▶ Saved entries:

= Beginning of Section =

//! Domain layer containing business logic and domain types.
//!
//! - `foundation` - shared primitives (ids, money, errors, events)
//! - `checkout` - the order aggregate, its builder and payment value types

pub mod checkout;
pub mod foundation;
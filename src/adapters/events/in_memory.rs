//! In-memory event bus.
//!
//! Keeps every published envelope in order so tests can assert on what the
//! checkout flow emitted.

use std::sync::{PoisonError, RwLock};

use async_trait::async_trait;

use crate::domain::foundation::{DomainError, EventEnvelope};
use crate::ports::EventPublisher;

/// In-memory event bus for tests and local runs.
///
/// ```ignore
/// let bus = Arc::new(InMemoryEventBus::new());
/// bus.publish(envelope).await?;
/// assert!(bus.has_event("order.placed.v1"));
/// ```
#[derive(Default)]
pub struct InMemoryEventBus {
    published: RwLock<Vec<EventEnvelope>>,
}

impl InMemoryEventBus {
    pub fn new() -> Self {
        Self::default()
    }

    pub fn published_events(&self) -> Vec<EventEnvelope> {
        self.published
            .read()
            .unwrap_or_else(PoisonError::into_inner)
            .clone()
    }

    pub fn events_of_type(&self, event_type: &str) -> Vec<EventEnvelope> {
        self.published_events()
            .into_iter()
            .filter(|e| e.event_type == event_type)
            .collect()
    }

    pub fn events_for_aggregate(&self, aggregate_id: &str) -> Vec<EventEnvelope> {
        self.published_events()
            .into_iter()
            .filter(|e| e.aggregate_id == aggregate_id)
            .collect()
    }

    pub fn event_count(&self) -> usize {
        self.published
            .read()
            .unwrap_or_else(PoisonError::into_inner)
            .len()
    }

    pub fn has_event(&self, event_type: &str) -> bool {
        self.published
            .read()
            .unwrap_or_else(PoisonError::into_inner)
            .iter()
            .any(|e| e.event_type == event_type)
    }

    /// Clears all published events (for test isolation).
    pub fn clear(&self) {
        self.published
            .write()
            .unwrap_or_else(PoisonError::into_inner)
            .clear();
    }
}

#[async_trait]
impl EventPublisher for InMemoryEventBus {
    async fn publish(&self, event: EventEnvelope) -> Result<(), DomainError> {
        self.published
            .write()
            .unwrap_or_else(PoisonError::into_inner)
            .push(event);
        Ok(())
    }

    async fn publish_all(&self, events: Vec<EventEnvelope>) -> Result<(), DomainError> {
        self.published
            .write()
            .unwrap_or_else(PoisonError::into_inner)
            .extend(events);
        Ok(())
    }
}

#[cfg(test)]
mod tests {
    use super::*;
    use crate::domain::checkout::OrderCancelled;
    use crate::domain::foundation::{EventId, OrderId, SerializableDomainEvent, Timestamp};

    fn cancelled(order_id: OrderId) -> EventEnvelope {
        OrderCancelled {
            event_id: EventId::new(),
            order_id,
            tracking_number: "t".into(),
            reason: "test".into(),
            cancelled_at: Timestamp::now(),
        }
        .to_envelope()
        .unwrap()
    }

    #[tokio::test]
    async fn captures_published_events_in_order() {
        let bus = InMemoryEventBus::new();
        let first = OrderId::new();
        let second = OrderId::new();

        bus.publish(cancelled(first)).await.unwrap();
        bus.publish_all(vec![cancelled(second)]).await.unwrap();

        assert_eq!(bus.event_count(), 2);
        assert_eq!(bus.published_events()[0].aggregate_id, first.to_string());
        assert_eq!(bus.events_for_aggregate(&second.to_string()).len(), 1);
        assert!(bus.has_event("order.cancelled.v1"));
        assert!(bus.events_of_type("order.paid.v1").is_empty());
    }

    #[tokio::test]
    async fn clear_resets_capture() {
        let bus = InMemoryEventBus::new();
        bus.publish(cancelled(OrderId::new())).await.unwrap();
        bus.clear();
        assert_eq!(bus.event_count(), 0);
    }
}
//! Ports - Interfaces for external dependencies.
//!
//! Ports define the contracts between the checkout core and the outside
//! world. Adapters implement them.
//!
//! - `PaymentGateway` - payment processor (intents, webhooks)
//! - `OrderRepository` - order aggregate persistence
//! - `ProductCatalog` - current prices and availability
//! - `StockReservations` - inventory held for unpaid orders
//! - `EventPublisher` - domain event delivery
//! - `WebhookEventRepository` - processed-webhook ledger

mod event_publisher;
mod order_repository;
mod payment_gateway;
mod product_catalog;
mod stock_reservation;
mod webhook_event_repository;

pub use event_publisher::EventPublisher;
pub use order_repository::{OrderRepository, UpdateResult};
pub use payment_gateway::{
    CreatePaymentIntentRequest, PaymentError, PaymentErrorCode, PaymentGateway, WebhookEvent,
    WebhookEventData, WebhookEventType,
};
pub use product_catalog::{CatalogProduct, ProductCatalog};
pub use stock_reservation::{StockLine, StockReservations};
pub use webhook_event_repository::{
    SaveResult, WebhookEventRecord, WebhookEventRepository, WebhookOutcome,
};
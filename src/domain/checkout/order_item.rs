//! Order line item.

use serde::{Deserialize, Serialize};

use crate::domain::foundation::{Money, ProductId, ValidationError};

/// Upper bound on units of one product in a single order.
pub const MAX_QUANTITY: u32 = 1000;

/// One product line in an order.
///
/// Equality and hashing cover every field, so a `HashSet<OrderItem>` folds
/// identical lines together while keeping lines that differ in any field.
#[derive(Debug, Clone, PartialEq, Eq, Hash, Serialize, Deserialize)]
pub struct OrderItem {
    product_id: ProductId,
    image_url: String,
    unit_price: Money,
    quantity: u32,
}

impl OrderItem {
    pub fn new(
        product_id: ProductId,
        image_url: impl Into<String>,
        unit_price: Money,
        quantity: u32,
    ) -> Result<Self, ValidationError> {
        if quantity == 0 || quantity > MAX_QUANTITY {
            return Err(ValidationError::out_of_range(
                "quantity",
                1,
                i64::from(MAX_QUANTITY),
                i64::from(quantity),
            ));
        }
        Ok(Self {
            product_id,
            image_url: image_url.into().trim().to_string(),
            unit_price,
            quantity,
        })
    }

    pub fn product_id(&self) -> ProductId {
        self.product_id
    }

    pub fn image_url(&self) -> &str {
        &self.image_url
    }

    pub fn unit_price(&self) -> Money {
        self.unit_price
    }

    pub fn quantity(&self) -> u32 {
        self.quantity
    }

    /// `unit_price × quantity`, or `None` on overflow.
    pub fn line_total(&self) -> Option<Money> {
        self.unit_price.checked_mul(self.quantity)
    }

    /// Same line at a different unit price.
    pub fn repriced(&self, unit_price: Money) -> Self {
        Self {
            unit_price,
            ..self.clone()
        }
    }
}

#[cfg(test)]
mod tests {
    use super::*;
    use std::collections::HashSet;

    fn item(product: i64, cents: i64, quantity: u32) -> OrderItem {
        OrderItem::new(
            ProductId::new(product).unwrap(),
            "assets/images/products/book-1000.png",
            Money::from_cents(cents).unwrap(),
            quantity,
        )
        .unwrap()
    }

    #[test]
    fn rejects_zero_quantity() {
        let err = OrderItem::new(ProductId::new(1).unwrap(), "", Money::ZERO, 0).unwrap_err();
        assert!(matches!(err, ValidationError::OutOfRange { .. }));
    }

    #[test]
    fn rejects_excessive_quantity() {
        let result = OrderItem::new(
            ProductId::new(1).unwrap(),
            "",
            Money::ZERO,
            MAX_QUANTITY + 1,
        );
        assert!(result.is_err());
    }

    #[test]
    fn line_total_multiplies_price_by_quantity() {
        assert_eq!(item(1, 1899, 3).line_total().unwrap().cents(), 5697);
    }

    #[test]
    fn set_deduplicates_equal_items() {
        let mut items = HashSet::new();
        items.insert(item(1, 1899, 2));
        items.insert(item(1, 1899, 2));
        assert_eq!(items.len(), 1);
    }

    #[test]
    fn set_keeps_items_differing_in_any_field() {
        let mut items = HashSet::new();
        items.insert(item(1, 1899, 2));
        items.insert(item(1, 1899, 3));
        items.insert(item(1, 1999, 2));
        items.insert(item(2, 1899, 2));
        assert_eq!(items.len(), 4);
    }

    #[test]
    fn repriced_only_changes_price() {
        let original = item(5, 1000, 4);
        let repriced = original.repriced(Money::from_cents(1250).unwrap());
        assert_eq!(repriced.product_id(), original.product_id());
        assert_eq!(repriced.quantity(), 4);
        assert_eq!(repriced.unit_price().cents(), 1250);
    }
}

= End of Section =

▶ Work instructions: Check each line above for the word "PaymentGateway", and copy the lines where it appears.

▶ Exercise solution:
//! - `PaymentGateway` - payment processor (intents, webhooks)
    CreatePaymentIntentRequest, PaymentError, PaymentErrorCode, PaymentGateway, WebhookEvent,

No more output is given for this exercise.